I am the one who was supposed to be an intelligent person, which higher education and good professional job. Why did I bother with him or didn’t see the red flegs, I know now they were everywhere, only I choose to ignore them.
I spent a lot of years studying, and making my life independent. I was married and had kids. I was done with my marrige, and then I met him. He was everything I didn’t have in my life. I was starving for love and affection, and I told him so, becuase we came together as open communicator. Everything I told him confided in him, he used it in a worst way to degrade me, whenever he got chance.
I got married to him pretty fast, who wants to miss the chance to be with somebody, who was charming, knew how to open the car door, he would pull chair for you, who would shower love on your children, who was successfull telanted etc. etc….
But as soon as we got married, his part to be good was done, chase was over, winning a woman and her children act was over. Now it swtiched to how to teach her and her children to be CIVILIZED and proper, polite in real world by telling everything using many “f” words and in most anger and uncivilized way.

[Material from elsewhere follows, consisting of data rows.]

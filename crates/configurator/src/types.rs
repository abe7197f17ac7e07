//! Types shared by the configurator operations.

use paramconf_core::NOT_DEFINED;
use serde::{Deserialize, Serialize};

/// One line of the cache file.
#[derive(Debug, Clone, PartialEq, Eq, Serialize, Deserialize)]
pub struct CacheEntry {
    /// Namespace-qualified name
    #[serde(rename = "Name")]
    pub name: String,

    /// Last known value, or the `not-defined` sentinel
    #[serde(rename = "Value")]
    pub value: String,
}

impl CacheEntry {
    pub fn new(name: impl Into<String>, value: impl Into<String>) -> Self {
        Self {
            name: name.into(),
            value: value.into(),
        }
    }

    /// Entry for a parameter with no known value.
    pub fn undefined(name: impl Into<String>) -> Self {
        Self::new(name, NOT_DEFINED)
    }

    pub fn is_defined(&self) -> bool {
        self.value != NOT_DEFINED
    }
}

/// A value the operator supplied for one parameter definition.
#[derive(Debug, Clone, PartialEq, Eq)]
pub struct ProvidedValue {
    /// Namespace-qualified name
    pub name: String,

    pub value: String,

    /// Description written to the store
    pub description: String,
}

/// Whether `value` may be stored for `name`.
///
/// Empty input and the reserved sentinel both mean "no value".
pub(crate) fn is_storable(name: &str, value: &str) -> bool {
    if value == NOT_DEFINED {
        tracing::warn!(
            "Ignoring value for {}: '{}' is reserved and cannot be stored",
            name,
            NOT_DEFINED
        );
        return false;
    }
    !value.is_empty()
}

/// Per-parameter result of a store operation.
#[derive(Debug, Clone, Default, PartialEq, Eq)]
pub struct StoreReport {
    /// Names written successfully, in order
    pub stored: Vec<String>,

    /// Names that failed, with the error message
    pub failed: Vec<(String, String)>,
}

impl StoreReport {
    pub fn is_complete(&self) -> bool {
        self.failed.is_empty()
    }
}

/// Result of a bulk delete.
#[derive(Debug, Clone, Default, PartialEq, Eq)]
pub struct DeleteReport {
    /// Names the store reported as deleted
    pub deleted: Vec<String>,

    /// Set when the bulk request itself failed
    pub error: Option<String>,

    /// Whether a cache file was removed
    pub cache_removed: bool,
}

It didn’t take me few weeks to realized, he was “LACK OF EMPATHY”. I couldn’t beleive even if was crying with so much humiliation he caused me and made my son to run away from home in the middle of night, guy was sitting on a rocking chair, and blaming me, why did I run after looking my 15 years old, and not worry about my husband.
I didn’t realized that I was dealing with a sociopath, until a month ago, when I went to a therapy, within 2 minutes of listening, counselor said, I am so glad he is out of your life, and I should count my blessings. I was puzzeled, becuase I went to her to learn, how to cope with the loss I am facing, losing a marriage.

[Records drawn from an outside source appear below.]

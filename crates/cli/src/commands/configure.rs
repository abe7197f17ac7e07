//! Configure command handler.
//!
//! Builds the per-definition flags and turns parsed matches into a [`Mode`].

use clap::{Arg, ArgAction, ArgMatches, Command};
use paramconf_configurator::{Configurator, Mode};
use paramconf_core::{AppError, AppResult, ParamsConfig};
use std::collections::HashSet;

/// Option that deletes every managed parameter.
pub const DELETE_OPTION: &str = "delete";

/// Option that writes the cache without touching the store.
pub const TEST_OPTION: &str = "test";

/// Option that prompts for each value.
pub const INTERACTIVE_OPTION: &str = "interactive";

fn param_id(cli_format: &str) -> String {
    format!("param:{}", cli_format)
}

fn option_id(cli_format: &str) -> String {
    format!("option:{}", cli_format)
}

/// Attach one flag per parameter and option definition to `base`.
///
/// # Errors
/// Returns `AppError::Config` when a definition reuses a flag already taken
/// by `base` or by clap's `--help`/`--version`.
pub fn build_command(base: Command, params: &ParamsConfig) -> AppResult<Command> {
    let mut longs: HashSet<String> = ["help", "version"].iter().map(|s| s.to_string()).collect();
    let mut shorts: HashSet<char> = ['h', 'V'].into_iter().collect();

    for arg in base.get_arguments() {
        if let Some(long) = arg.get_long() {
            longs.insert(long.to_string());
        }
        if let Some(short) = arg.get_short() {
            shorts.insert(short);
        }
    }

    let mut command = base;

    for option in &params.options {
        if longs.contains(&option.cli_format) {
            return Err(AppError::Config(format!(
                "Option --{} collides with a built-in flag",
                option.cli_format
            )));
        }

        let short = option.short().ok_or_else(|| {
            AppError::Config(format!(
                "Option --{} needs a single-character short form",
                option.cli_format
            ))
        })?;
        if shorts.contains(&short) {
            return Err(AppError::Config(format!(
                "Option -{} collides with a built-in flag",
                short
            )));
        }

        command = command.arg(
            Arg::new(option_id(&option.cli_format))
                .short(short)
                .long(option.cli_format.clone())
                .action(ArgAction::SetTrue)
                .help(option.help.clone()),
        );
    }

    for param in &params.parameters {
        if longs.contains(&param.cli_format) {
            return Err(AppError::Config(format!(
                "Parameter flag --{} collides with a built-in flag",
                param.cli_format
            )));
        }

        command = command.arg(
            Arg::new(param_id(&param.cli_format))
                .long(param.cli_format.clone())
                .value_name("VALUE")
                .action(ArgAction::Set)
                .help(param.description.clone()),
        );
    }

    Ok(command)
}

/// Whether a declared option was passed; undeclared options are off.
fn option_set(matches: &ArgMatches, params: &ParamsConfig, cli_format: &str) -> bool {
    params.has_option(cli_format) && matches.get_flag(&option_id(cli_format))
}

/// Resolve the invocation mode from parsed matches.
pub fn select_mode(matches: &ArgMatches, configurator: &Configurator) -> Mode {
    let params = configurator.params();

    let provided = configurator.provided_values(|definition| {
        matches
            .get_one::<String>(&param_id(&definition.cli_format))
            .cloned()
    });

    Mode::select(
        option_set(matches, params, DELETE_OPTION),
        option_set(matches, params, TEST_OPTION),
        option_set(matches, params, INTERACTIVE_OPTION),
        provided,
    )
}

Even loss was imposed by him. he forced us to get separate, even though I kept trying to make it work, when i gave in to separation. He came back after many months crying his eyes out, saying first time in his life, he realized what relationship means and he wants us to be together. I forgave him, justified all his illogical acts, thinking POOR HIM. Bust as soon as we were together again, he proposed that we should get divorced on his condition, and in the return he will be there for me rest of my life. Then I said calmly please go away, we have no future. And I finally sadly cut him loose for good.
Anyway he is out of my life, I had to apply NO CONTACT to keep him away.
But I am far from healing, I still go through “what is he feeling”, “did he ever felt I was a good wife and partner”, “why did he think our relaitonship was not worth saving”, “why did he proposed such a ridicoulus future”.
It will take me site like this to get over this whole thing, it is deep hurt and betrayed.
Dear Myheart,
Again, welcome, and there is so much good information here, over 700 articles—knowledge is power so start reading the archives. Go to the catagories on the left and read and read..I suggest just the articles themsleves for now and leave the comments for later, but educate yourself about them. It starts out about learning about them, but ends up learning about ourselves, our healing.
There is plenty of support and caring here as well, so continue to blog and read and read and blog! ((((Hugs)))) and God bless.
You are fortunate he is out of your life no contact…now let’s work on getting him out of your head!